Dimanche 04 septembre 1729
A 2 heures, Marie Leszczyńska commence à souffrir beaucoup; le Roi s’étant levé, on envoie chercher les princes et les princesses du sang, le cardinal de Fleury, le Chancelier de France, M. d’Aguesseau, et le Garde des Sceaux, M. Chauvelin, qui se rendent aussitôt dans la chambre de la Reine.
Son appartement est dans l’instant rempli de seigneurs et dames de la Cour.
La Reine sent de grandes douleurs pendant 1h30, et à 3h40, elle accouche heureusement d’un prince, dont la santé et la force donnent de grandes espérances pour la conservation de ses jours.

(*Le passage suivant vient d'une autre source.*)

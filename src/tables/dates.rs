use chrono::{DateTime, NaiveDate, NaiveDateTime};

const DATE_FORMATS: &[&str] = &["%Y-%m-%d", "%m/%d/%Y", "%Y/%m/%d", "%d-%b-%Y", "%m-%d-%Y"];
const DATETIME_FORMATS: &[&str] = &[
    "%Y-%m-%d %H:%M:%S",
    "%Y-%m-%d %H:%M",
    "%Y-%m-%dT%H:%M:%S",
    "%Y-%m-%dT%H:%M",
    "%m/%d/%Y %H:%M:%S",
    "%m/%d/%Y %H:%M",
];

/// Parse the date forms that show up in farm spreadsheets. Times are dropped.
pub fn parse_date(s: &str) -> Option<NaiveDate> {
    let s = s.trim();
    if s.is_empty() {
        return None;
    }

    for fmt in DATE_FORMATS {
        if let Ok(date) = NaiveDate::parse_from_str(s, fmt) {
            return Some(date);
        }
    }

    for fmt in DATETIME_FORMATS {
        if let Ok(dt) = NaiveDateTime::parse_from_str(s, fmt) {
            return Some(dt.date());
        }
    }

    DateTime::parse_from_rfc3339(s)
        .ok()
        .map(|dt| dt.date_naive())
}

pub fn format_date(date: NaiveDate) -> String {
    date.format("%Y-%m-%d").to_string()
}
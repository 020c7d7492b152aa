pub mod cost;
pub mod crop_stage;
pub mod efficiency;
pub mod forecast;
pub mod irrigation;
pub mod sensor;
pub mod status;
pub mod water_balance;

pub use cost::*;
pub use crop_stage::*;
pub use efficiency::*;
pub use forecast::*;
pub use irrigation::*;
pub use sensor::*;
pub use status::*;
pub use water_balance::*;

pub const MM_PER_INCH: f64 = 25.4;

pub fn mm_to_inches(mm: f64) -> f64 {
    mm / MM_PER_INCH
}

#[cfg(test)]
mod tests {
    use super::*;

    #[test]
    fn mm_to_inches_known_values() {
        assert!((mm_to_inches(25.4) - 1.0).abs() < 1e-9);
        assert!((mm_to_inches(30.0) - 1.18).abs() < 0.01);
        assert_eq!(mm_to_inches(0.0), 0.0);
    }
}
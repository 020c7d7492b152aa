use super::calculations::latest_average_moisture_inches;
use crate::models::{
    CropStageParameters, DailyRainfall, DailyWaterBalance, SensorMoistureRecord, WaterBalanceState,
};

/// Project available water across the forecast window.
///
/// Each day's available water is current moisture plus rain accumulated so
/// far. The threshold is what remains to fill soil capacity after all
/// forecast rain, floored at zero.
pub fn compute_water_balance(
    average_soil_moisture_inches: f64,
    rainfall: &[DailyRainfall],
    soil_capacity_inches: f64,
) -> WaterBalanceState {
    let mut ordered = rainfall.to_vec();
    ordered.sort_by_key(|d| d.date);

    let mut cumulative = 0.0;
    let daily_forecast: Vec<DailyWaterBalance> = ordered
        .into_iter()
        .map(|day| {
            cumulative += day.rainfall_inches;
            DailyWaterBalance {
                date: day.date,
                rainfall_inches: day.rainfall_inches,
                cumulative_rainfall_inches: cumulative,
                total_available_water_inches: average_soil_moisture_inches + cumulative,
            }
        })
        .collect();

    let irrigation_threshold_inches =
        (soil_capacity_inches - (average_soil_moisture_inches + cumulative)).max(0.0);

    WaterBalanceState {
        average_soil_moisture_inches,
        soil_capacity_inches,
        daily_forecast,
        irrigation_threshold_inches,
    }
}

/// Water balance from raw sensor history: the latest date's mean reading is
/// the starting moisture.
pub fn water_balance_from_sensors(
    records: &[SensorMoistureRecord],
    rainfall: &[DailyRainfall],
    params: &CropStageParameters,
) -> WaterBalanceState {
    let moisture = latest_average_moisture_inches(records);
    tracing::debug!(
        "Water balance: {:.2}\" moisture, {:.2}\" capacity, {} forecast days",
        moisture,
        params.soil_capacity_inches,
        rainfall.len()
    );
    compute_water_balance(moisture, rainfall, params.soil_capacity_inches)
}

Louis XV, qui n’avait pas quitté la Reine pendant ses douleurs, et qui lui avait donné des preuves de sa tendresse, paraît dans le moment de la naissance de M. le Dauphin, touché d’une vive joie; et toutes les personnes qui étaient dans la chambre ou dans l’appartement de la Reine, en apprenant cette nouvelle, font paraître leur amour au Roi, et la sincérité de leurs vœux pour la satisfaction de Leurs Majestés.
Aussitôt que M. le Dauphin fût né, il est ondoyé par le cardinal de Rohan, Grand Aumônier de France, en présence du curé de la paroisse de Versailles.
Louis XV assiste à cette cérémonie, après laquelle la duchesse de Ventadour, Gouvernante des Enfants de France, accompagnée des trois sous-gouvernantes, porte M. le Dauphin dans l’appartement qui lui avait été préparé, et dans lequel les personnes, destinées à le servir, se trouvent.
Lorsque M. le Dauphin est arrivé dans son appartement, le marquis de Breteuil, commandeur-prévôt et maître des cérémonies des Ordres du Roi, lui porte le cordon et la croix de l’Ordre du Saint-Esprit, qui ne lui avait pas été donné dans la chambre de la Reine, parce que Louis XV, par attention pour la santé de celle-ci, n’avait pas voulu qu’elle peut apprendre trop tôt qu’elle était accouchée d’un prince. Le marquis de Breteuil fait cette fonction à cause l’absence du Grand Trésorier.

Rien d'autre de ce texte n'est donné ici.